From rethinking one-on-ones to abandoning the “subject matter expert” trap, this episode explores the tension between what leadership should look like—and the messy reality leaders are navigating today.
It’s part strategy, part mindset shift, and part honest reckoning with a system that’s quietly forcing leaders to evolve.
🧭 Conversation Highlights
- The Rise of the Mega Manager. Average team sizes have jumped ~50% in a decade—creating unsustainable expectations and forcing leaders to rethink everything.
- Why This Is Happening (It’s Not Just One Thing). Layoffs, remote work, poor leadership development, and over-reliance on SaaS tools have all contributed to fewer managers overseeing more people.
- The “Subject Matter Expert Trap”. Most leaders were promoted for doing the work—then stay stuck doing it, instead of actually leading people.
- The Steelman Argument for Bigger Teams. What if oversized teams force leaders to finally develop real leadership skills by removing the option to stay in the weeds?
- Leadership Systems That Actually Scale. Rotating team leadership, restructured one-on-ones, and async communication become essential—not optional.
💡 Key Takeaways
- You can’t scale leadership the same way you scale teams. More people doesn’t just mean more effort—it demands a fundamentally different approach.
- Time pressure exposes bad leadership habits. When your team grows, you lose the ability to hide in meetings, problem-solving, and expertise.
- Leadership is not knowing more—it’s developing others. The faster you let go of being the expert, the faster your team grows.
- You must redesign your systems, not just work harder. One-on-ones, meetings, and communication need to evolve with your team size.
- If you don’t advocate for change, you’ll own the failure. Leaders who don’t “plant the flag” early risk being held accountable for broken systems later.
❓ Questions That Mattered
- What’s actually driving the explosion of team sizes?
- At what point does a team become too big to lead effectively?

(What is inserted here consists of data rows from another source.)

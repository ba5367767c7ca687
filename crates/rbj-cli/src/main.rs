//! Reviewer batch job converter CLI.

use clap::{ColorChoice, Parser};
use rbj_cli::logging::{LogConfig, LogFormat, init_logging};
use std::io::{self, IsTerminal};
use tracing::level_filters::LevelFilter;

mod cli;
mod commands;
mod summary;

use crate::cli::{Cli, Command, LogFormatArg, LogLevelArg};
use crate::commands::{run_check, run_convert, run_generate, run_kinds};

fn main() {
    let cli = Cli::parse();
    cli.color.write_global();
    let log_config = log_config_from_cli(&cli);
    if let Err(error) = init_logging(&log_config) {
        eprintln!("error: failed to initialize logging: {error}");
        std::process::exit(1);
    }
    let config = cli.config.as_deref();
    let result = match &cli.command {
        Command::Convert(args) => run_convert(args, config),
        Command::Check(args) => run_check(args, config),
        Command::Kinds => run_kinds(),
        Command::Generate(args) => run_generate(args, config),
    };
    let exit_code = match result {
        Ok(()) => 0,
        Err(error) => {
            eprintln!("error: {error:#}");
            1
        }
    };
    std::process::exit(exit_code);
}

/// Build logging configuration from CLI flags with consistent precedence.
fn log_config_from_cli(cli: &Cli) -> LogConfig {
    let mut config = LogConfig {
        level_filter: cli.verbosity.tracing_level_filter(),
        ..LogConfig::default()
    };
    config.use_env_filter = !(cli.verbosity.is_present() || cli.log_level.is_some());
    if let Some(level) = cli.log_level {
        config.level_filter = match level {
            LogLevelArg::Error => LevelFilter::ERROR,
            LogLevelArg::Warn => LevelFilter::WARN,
            LogLevelArg::Info => LevelFilter::INFO,
            LogLevelArg::Debug => LevelFilter::DEBUG,
            LogLevelArg::Trace => LevelFilter::TRACE,
        };
    }
    config.format = match cli.log_format {
        LogFormatArg::Pretty => LogFormat::Pretty,
        LogFormatArg::Compact => LogFormat::Compact,
        LogFormatArg::Json => LogFormat::Json,
    };
    config.log_file = cli.log_file.clone();
    config.with_ansi = match cli.color.color {
        ColorChoice::Always => true,
        ColorChoice::Never => false,
        ColorChoice::Auto => cli.log_file.is_none() && io::stderr().is_terminal(),
    };
    config
}
use std::path::{Path, PathBuf};

use anyhow::{Context, Result};
use comfy_table::Table;

use rbj_cli::config::load_config;
use rbj_cli::pipeline::{
    ConvertSettings, check_file, convert_file, default_output_path, generate_tables,
};
use rbj_model::{
    CheckKind, ColumnPolicy, ConfigKey, ConversionOptions, GeometryType, SpecialsPolicy,
};

use crate::cli::{CheckArgs, ConvertArgs, GenerateArgs};
use crate::summary::{
    apply_table_style, header_cell, print_check_summary, print_convert_summary,
    print_generate_summary,
};

pub fn run_convert(args: &ConvertArgs, config_path: Option<&Path>) -> Result<()> {
    let config = load_config(config_path)?;
    let settings = ConvertSettings::resolve(
        &config,
        args.database.as_deref(),
        args.lenient_columns,
        args.strict_specials,
    );
    let output = args
        .output
        .clone()
        .unwrap_or_else(|| default_output_path(&args.input));
    let outcome = convert_file(
        &args.input,
        &output,
        &settings,
        args.dry_run,
        args.name.as_deref(),
    )?;
    print_convert_summary(&outcome);
    Ok(())
}

pub fn run_check(args: &CheckArgs, config_path: Option<&Path>) -> Result<()> {
    let config = load_config(config_path)?;
    let column_policy = if args.lenient_columns || config.conversion.lenient_columns {
        ColumnPolicy::Lenient
    } else {
        ColumnPolicy::Strict
    };
    let specials_policy = if args.strict_specials || config.conversion.strict_specials {
        SpecialsPolicy::Strict
    } else {
        SpecialsPolicy::Passthrough
    };
    let options = ConversionOptions::new().with_column_policy(column_policy);
    let assembly = check_file(&args.input, &options, specials_policy)?;
    if args.json {
        let json = serde_json::to_string_pretty(&assembly.document)
            .context("serialize document")?;
        println!("{json}");
    } else {
        print_check_summary(&args.input, &assembly);
    }
    Ok(())
}

pub fn run_kinds() -> Result<()> {
    let mut table = Table::new();
    table.set_header(vec![
        header_cell("Check"),
        header_cell("Identifier"),
        header_cell("Geometry"),
        header_cell("Parameters"),
    ]);
    apply_table_style(&mut table);
    for kind in CheckKind::ALL {
        let geometry: String = kind
            .geometry_types()
            .iter()
            .map(GeometryType::code)
            .collect();
        let parameters: Vec<&str> = kind.config_keys().iter().map(ConfigKey::as_str).collect();
        table.add_row(vec![
            kind.as_str().to_string(),
            kind.identifier().to_string(),
            geometry,
            parameters.join(", "),
        ]);
    }
    println!("{table}");
    Ok(())
}

pub fn run_generate(args: &GenerateArgs, config_path: Option<&Path>) -> Result<()> {
    let config = load_config(config_path)?;
    let settings = if args.convert {
        Some(ConvertSettings::resolve(
            &config,
            args.database.as_deref(),
            false,
            false,
        ))
    } else {
        None
    };
    let output_dir = args
        .output_dir
        .clone()
        .unwrap_or_else(|| PathBuf::from("."));
    let generated = generate_tables(&args.feature_classes, &output_dir, settings.as_ref())?;
    print_generate_summary(&output_dir, &generated);
    Ok(())
}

- What do you stop doing when you no longer have time for everything?
- How do you maintain development and connection at scale?
- When should a leader push back—and how?
🗣️ Notable Quotes
- “We don’t know how to develop leaders.”
- “You have no choice but to get out of the minutiae.”
- “You can’t bend the laws of physics and time.”
- “You’re doing the job of two people—so negotiate like it.”
- “You owe it to your future self to plant the flag.”